Adrenal disorders are some of the most fun endocrine diseases we see in practice. These patients require a lot from us, especially when presenting as an emergency or if we are involved in anaesthetising them - they give us a huge amount to think about as nurses!

Today I’m walking you through 3 of the most common adrenal diseases and showing you exactly how to manage these patients in the hospital (and beyond!).

There are also some freebies you can download to accompany the information in this post - head to the downloads page to get your copies.

Hyperadrenocorticism (Cushing's Disease)

Cushing’s disease (hyperadrenocorticism) is a disorder resulting in excessive glucocorticoid levels (excessive cortisol).

This condition can be either adrenal-dependent or pituitary-dependent. Most cases are pituitary-dependent; these patients have a benign mass (macroadenoma) on the pituitary gland, releasing excessive adrenocorticotrophic hormone (ACTH). This stimulates the adrenal glands to produce more cortisol than normal. The negative feedback loop is then disrupted by the ACTH-secreting mass, the adrenal glands enlarge and cortisol release continues.

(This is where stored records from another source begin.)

// THEORY:
// The `SmartPixel` module provides the pairwise "lenses" of the engine. Where
// `Pixel` only knows about itself, a `SmartPixel` exists to compare one sample of
// the first image with the co-located sample of the second and say how different
// they are.
//
// Key architectural principles:
// 1.  **Comparative Analysis**: every method takes the other pixel as input.
// 2.  **One Lens per Color Space**: the meaning of "different" depends on what the
//     channels hold.
//     - Grayscale: absolute intensity difference.
//     - RGB: Euclidean distance, divided by sqrt(3) so the result stays in [0, 1].
//     - HSV: Euclidean distance with hue treated as an angle (red at 0.99 and red
//       at 0.01 are neighbours), also divided by sqrt(3).
//     - Lab: a weighted channel difference, 0.5 |dL| + 0.25 |da| + 0.25 |db|,
//       favouring lightness changes over shifts in hue.
// 3.  **Exact Zero**: identical samples always score exactly 0.0, which is what
//     lets the classifier guarantee that "no difference" is never "changed".

pub mod smart_pixel {
    use crate::config::ColorSpace;

    pub type Dissimilarity = f32;

    const INV_SQRT_3: f32 = 0.577_350_26;

    /// An analytical wrapper that compares the samples of one pixel against another.
    pub struct SmartPixel<'a> {
        /// The raw channel samples this `SmartPixel` is analyzing.
        pub samples: &'a [f32],
        /// How to interpret the samples.
        color_space: ColorSpace,
    }

    impl<'a> SmartPixel<'a> {
        pub fn new(samples: &'a [f32], color_space: ColorSpace) -> Self {
            Self {
                samples,
                color_space,
            }
        }

        /// The normalized dissimilarity to `other`, in [0, 1].
        pub fn dissimilarity(&self, other: &SmartPixel) -> Dissimilarity {
            if self.samples == other.samples {
                return 0.0;
            }
            match self.color_space {
                ColorSpace::Grayscale => self.delta_intensity(other),
                ColorSpace::Rgb => self.euclidean(other) * INV_SQRT_3,
                ColorSpace::Hsv => self.hsv_distance(other) * INV_SQRT_3,
                ColorSpace::Lab => self.weighted_lab(other),
            }
        }

        pub fn delta_intensity(&self, other: &SmartPixel) -> Dissimilarity {
            (self.samples[0] - other.samples[0]).abs()
        }

        pub fn euclidean(&self, other: &SmartPixel) -> Dissimilarity {
            self.samples
                .iter()
                .zip(other.samples)
                .map(|(a, b)| (a - b) * (a - b))
                .sum::<f32>()
                .sqrt()
        }

        pub fn hsv_distance(&self, other: &SmartPixel) -> Dissimilarity {
            let raw_hue = (self.samples[0] - other.samples[0]).abs();
            let hue = 2.0 * raw_hue.min(1.0 - raw_hue);
            let saturation = self.samples[1] - other.samples[1];
            let value = self.samples[2] - other.samples[2];
            (hue * hue + saturation * saturation + value * value).sqrt()
        }

        pub fn weighted_lab(&self, other: &SmartPixel) -> Dissimilarity {
            0.5 * (self.samples[0] - other.samples[0]).abs()
                + 0.25 * (self.samples[1] - other.samples[1]).abs()
                + 0.25 * (self.samples[2] - other.samples[2]).abs()
        }
    }
}

#[cfg(test)]
mod tests {
    use super::smart_pixel::SmartPixel;
    use crate::config::ColorSpace;

    fn score(a: &[f32], b: &[f32], space: ColorSpace) -> f32 {
        SmartPixel::new(a, space).dissimilarity(&SmartPixel::new(b, space))
    }

    #[test]
    fn identical_samples_score_zero_in_every_space() {
        let sample = [0.3, 0.6, 0.9];
        for space in [ColorSpace::Rgb, ColorSpace::Hsv, ColorSpace::Lab] {
            assert_eq!(score(&sample, &sample, space), 0.0);
        }
        assert_eq!(score(&[0.4], &[0.4], ColorSpace::Grayscale), 0.0);
    }

    #[test]
    fn grayscale_extremes_score_one() {
        assert_eq!(score(&[0.0], &[1.0], ColorSpace::Grayscale), 1.0);
    }

    #[test]
    fn rgb_black_to_white_is_normalized() {
        let d = score(&[0.0, 0.0, 0.0], &[1.0, 1.0, 1.0], ColorSpace::Rgb);
        assert!((d - 1.0).abs() < 1e-6);
    }

    #[test]
    fn hsv_hue_wraps_around() {
        let near = score(&[0.99, 1.0, 1.0], &[0.01, 1.0, 1.0], ColorSpace::Hsv);
        let far = score(&[0.5, 1.0, 1.0], &[0.01, 1.0, 1.0], ColorSpace::Hsv);
        assert!(near < 0.05);
        assert!(far > near);
        let opposite = score(&[0.0, 0.0, 0.0], &[0.5, 1.0, 1.0], ColorSpace::Hsv);
        assert!(opposite <= 1.0 + 1e-6);
    }

    #[test]
    fn lab_weights_lightness_double() {
        let lightness = score(&[0.0, 0.5, 0.5], &[1.0, 0.5, 0.5], ColorSpace::Lab);
        let chroma = score(&[0.5, 0.0, 0.5], &[0.5, 1.0, 0.5], ColorSpace::Lab);
        assert!((lightness - 0.5).abs() < 1e-6);
        assert!((chroma - 0.25).abs() < 1e-6);
    }
}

Adrenal-dependent HAC is less common and is caused by a functional tumour on one of the adrenal glands (functional adrenal tumour or FAT). This tumour releases cortisol directly. The negative feedback loop is activated and the pituitary gland shuts off any ACTH release because of the high cortisol levels, which causes the other (normal) adrenal gland to atrophy.

Clinical Signs

Clinical signs of HAC are caused by excessive steroid levels, and classically include PU/PD, alopecia or coat thinning of the ventral abdomen/flank, thinning of the skin, weight gain with a pot-bellied appearance, and muscle wastage.

Diagnostic Tests

On biochemistry, increases in ALKP/ALP (alkaline phosphatase) is commonly seen, and on haematology, a stress leukogram (neutrophilia, monocytosis, lymphopenia and eosinopenia) may be seen due to the excessive steroid levels.

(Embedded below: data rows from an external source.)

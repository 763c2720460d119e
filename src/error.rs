// THEORY:
// The `error` module defines the single failure vocabulary of the engine. Every
// stage reports problems synchronously through `AnalysisError`, and `analyze` is
// all-or-nothing: either a complete report comes back or one of these errors does.
//
// There are exactly three kinds of failure:
// 1.  **Dimension**: the input pixels themselves are unusable (empty extent, a
//     sample buffer that disagrees with the declared shape).
// 2.  **Alignment**: the geometric search degenerated to an empty overlap.
// 3.  **Config**: a tunable parameter is out of its legal range. These are
//     detected before a single pixel is touched, and never silently clamped.

use thiserror::Error;

/// Everything that can make an analysis fail.
#[derive(Debug, Clone, PartialEq, Error)]
pub enum AnalysisError {
    /// Malformed or empty image input.
    #[error("dimension error: {0}")]
    Dimension(String),

    /// The best alignment shift leaves no overlapping pixels.
    #[error("alignment error: shift ({dx}, {dy}) leaves a {width}x{height} overlap")]
    Alignment {
        dx: i32,
        dy: i32,
        width: u32,
        height: u32,
    },

    /// A configuration value is outside its legal range.
    #[error("invalid configuration `{field}`: {reason}")]
    Config {
        field: &'static str,
        reason: String,
    },
}

impl AnalysisError {
    pub(crate) fn config(field: &'static str, reason: impl Into<String>) -> Self {
        AnalysisError::Config {
            field,
            reason: reason.into(),
        }
    }
}

pub type Result<T> = std::result::Result<T, AnalysisError>;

Several different endocrine tests are used in patients with suspected HAC. These include:

Urine Cortisol:Creatinine Ratio (UCCR)

This test should be performed on a free catch urine sample collected at home, to minimise the effects of stress/the hospital environment on the sample. It is a highly sensitive test but a poorly specific test. A normal result, therefore, rules out HAC, but a positive result needs further investigation.

ACTH Stimulation Test

This test involves the administration of exogenous ACTH to assess the body's response. This typically involves blood sample collection before, and 60 (if given IV) - 90 (if given IM) minutes after administration of 5mcg/kg of ACTH. This test is used to differentiate between spontaneous HAC (i.e. that caused by an actual disease) and iatrogenic HAC (e.g. caused by us - with steroid administration or Addison's disease treatment at an excessive dose).

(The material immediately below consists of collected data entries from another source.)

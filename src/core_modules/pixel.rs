// THEORY (1D Pixel Heuristics):
// The `Pixel` module is the most fundamental unit of the engine. It is a "dumb"
// data container for a single RGB sample plus the single-pixel color transforms
// the normalizer needs: metrics computed from this pixel alone, with no knowledge
// of neighbours in space or of the other image in the pair. Anything that needs a
// second pixel (dissimilarity scores) lives in `smart_pixel`.
//
// Channel forms:
// - normalized (0..1 sRGB): the form every `Image` stores, still gamma-encoded
// - linearized (0..1 linear light): needed for colorimetry (XYZ, L*a*b*)
//
// Transforms offered here:
// - Luminance (Rec. 601 luma), used for grayscale conversion
// - HSV, with hue stored as a fraction of a full turn so all three channels are in [0, 1]
// - CIE L*a*b* (D65), rescaled so all three channels are in [0, 1]
// - The inverse of each, so any stored color space can be rendered back to RGB
//
// Key principles:
// 1) Single-pixel scope: nothing here reads neighbours.
// 2) Every output channel lies in [0, 1], so downstream distances stay normalized.

pub mod pixel {
    use palette::{FromColor, IntoColor, Lab, LinSrgb, Srgb};

    pub type NormalizedChannel = f32;
    pub type Luminance = f32;

    /// A "dumb" data container representing a single normalized RGB pixel.
    #[derive(Debug, Clone, Copy, PartialEq, Default)]
    pub struct Pixel {
        /// The red channel value (0.0-1.0).
        pub red: NormalizedChannel,
        /// The green channel value (0.0-1.0).
        pub green: NormalizedChannel,
        /// The blue channel value (0.0-1.0).
        pub blue: NormalizedChannel,
    }

    impl Pixel {
        pub fn new(red: NormalizedChannel, green: NormalizedChannel, blue: NormalizedChannel) -> Self {
            Self { red, green, blue }
        }

        pub fn gray(value: NormalizedChannel) -> Self {
            Self::new(value, value, value)
        }

        pub fn from_bytes(red: u8, green: u8, blue: u8) -> Self {
            Self::new(
                red as f32 / 255.0,
                green as f32 / 255.0,
                blue as f32 / 255.0,
            )
        }

        pub fn to_bytes(&self) -> [u8; 3] {
            [
                to_byte(self.red),
                to_byte(self.green),
                to_byte(self.blue),
            ]
        }

        /// Luminance estimate (Rec. 601 luma) on the normalized channels.
        pub fn luminance(&self) -> Luminance {
            0.299 * self.red + 0.587 * self.green + 0.114 * self.blue
        }

        /// HSV triple as (hue / 360, saturation, value).
        pub fn to_hsv(&self) -> [NormalizedChannel; 3] {
            let maximum_channel = self.red.max(self.green.max(self.blue));
            let minimum_channel = self.red.min(self.green.min(self.blue));
            let chroma = maximum_channel - minimum_channel;

            let hue_degrees = if chroma <= 1e-6 {
                0.0
            } else {
                let (base_difference, sector_offset) = if maximum_channel == self.red {
                    (self.green - self.blue, 0.0)
                } else if maximum_channel == self.green {
                    (self.blue - self.red, 2.0)
                } else {
                    (self.red - self.green, 4.0)
                };
                let mut degrees = (base_difference / chroma + sector_offset) * 60.0;
                if degrees < 0.0 {
                    degrees += 360.0;
                }
                degrees
            };

            let saturation = if maximum_channel <= 1e-6 {
                0.0
            } else {
                chroma / maximum_channel
            };

            [(hue_degrees / 360.0).clamp(0.0, 1.0), saturation, maximum_channel]
        }

        pub fn from_hsv(hsv: [NormalizedChannel; 3]) -> Self {
            let [hue, saturation, value] = hsv;
            let chroma = value * saturation;
            let sector = (hue * 6.0).rem_euclid(6.0);
            let x = chroma * (1.0 - ((sector % 2.0) - 1.0).abs());
            let (r, g, b) = match sector as u32 {
                0 => (chroma, x, 0.0),
                1 => (x, chroma, 0.0),
                2 => (0.0, chroma, x),
                3 => (0.0, x, chroma),
                4 => (x, 0.0, chroma),
                _ => (chroma, 0.0, x),
            };
            let m = value - chroma;
            Self::new(r + m, g + m, b + m)
        }

        /// CIE L*a*b* (D65) rescaled as (L / 100, (a + 128) / 255, (b + 128) / 255).
        pub fn to_lab(&self) -> [NormalizedChannel; 3] {
            let linear: LinSrgb<f32> = Srgb::new(self.red, self.green, self.blue).into_linear();
            let lab: Lab = Lab::from_color(linear);
            [
                (lab.l / 100.0).clamp(0.0, 1.0),
                ((lab.a + 128.0) / 255.0).clamp(0.0, 1.0),
                ((lab.b + 128.0) / 255.0).clamp(0.0, 1.0),
            ]
        }

        pub fn from_lab(lab: [NormalizedChannel; 3]) -> Self {
            let lab: Lab = Lab::new(lab[0] * 100.0, lab[1] * 255.0 - 128.0, lab[2] * 255.0 - 128.0);
            let linear: LinSrgb<f32> = lab.into_color();
            let srgb: Srgb<f32> = Srgb::from_linear(linear);
            Self::new(
                srgb.red.clamp(0.0, 1.0),
                srgb.green.clamp(0.0, 1.0),
                srgb.blue.clamp(0.0, 1.0),
            )
        }
    }

    fn to_byte(value: NormalizedChannel) -> u8 {
        (value.clamp(0.0, 1.0) * 255.0).round() as u8
    }
}

#[cfg(test)]
mod tests {
    use super::pixel::Pixel;

    fn close(a: f32, b: f32, tolerance: f32) -> bool {
        (a - b).abs() <= tolerance
    }

    #[test]
    fn luminance_uses_rec601_weights() {
        let pixel = Pixel::from_bytes(255, 0, 0);
        assert!(close(pixel.luminance(), 0.299, 1e-6));
        assert!(close(Pixel::gray(1.0).luminance(), 1.0, 1e-6));
    }

    #[test]
    fn hsv_of_primaries() {
        let red = Pixel::new(1.0, 0.0, 0.0).to_hsv();
        assert_eq!(red, [0.0, 1.0, 1.0]);
        let green = Pixel::new(0.0, 1.0, 0.0).to_hsv();
        assert!(close(green[0], 1.0 / 3.0, 1e-6));
        let gray = Pixel::gray(0.5).to_hsv();
        assert_eq!(gray, [0.0, 0.0, 0.5]);
    }

    #[test]
    fn hsv_inverse_recovers_pixel() {
        let pixel = Pixel::from_bytes(30, 140, 200);
        let restored = Pixel::from_hsv(pixel.to_hsv());
        assert_eq!(pixel.to_bytes(), restored.to_bytes());
    }

    #[test]
    fn lab_of_white_and_black() {
        let white = Pixel::gray(1.0).to_lab();
        assert!(close(white[0], 1.0, 1e-3));
        assert!(close(white[1], 128.0 / 255.0, 1e-3));
        assert!(close(white[2], 128.0 / 255.0, 1e-3));
        let black = Pixel::gray(0.0).to_lab();
        assert!(close(black[0], 0.0, 1e-6));
    }

    #[test]
    fn lab_inverse_recovers_pixel() {
        let pixel = Pixel::from_bytes(120, 60, 10);
        let restored = Pixel::from_lab(pixel.to_lab());
        let (a, b) = (pixel.to_bytes(), restored.to_bytes());
        for channel in 0..3 {
            assert!((a[channel] as i32 - b[channel] as i32).abs() <= 1);
        }
    }
}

Low-Dose Dexamethasone Suppression Test

The LDDST is used to evaluate the negative feedback loop and is performed by collecting a baseline blood sample, administering 0.01-0.015mg/kg of dexamethasone IV, and then collecting further samples 4 and 8 hours later. In a normal patient, the dexamethasone administration would activate the negative feedback loop, causing the pituitary gland to shut off ACTH release, resulting in a drop in cortisol levels.

Endogenous ACTH Levels

Endogenous ACTH levels are the body's own ACTH levels. This test can be used to help differentiate between pituitary and adrenal-dependant HAC. Depending on the lab you are sending this to, it often has specific sampling requirements (frozen EDTA plasma).

Other diagnostics which may be performed in these patients include abdominal ultrasound or CT (to assess for a functional adrenal tumour), and urine analysis.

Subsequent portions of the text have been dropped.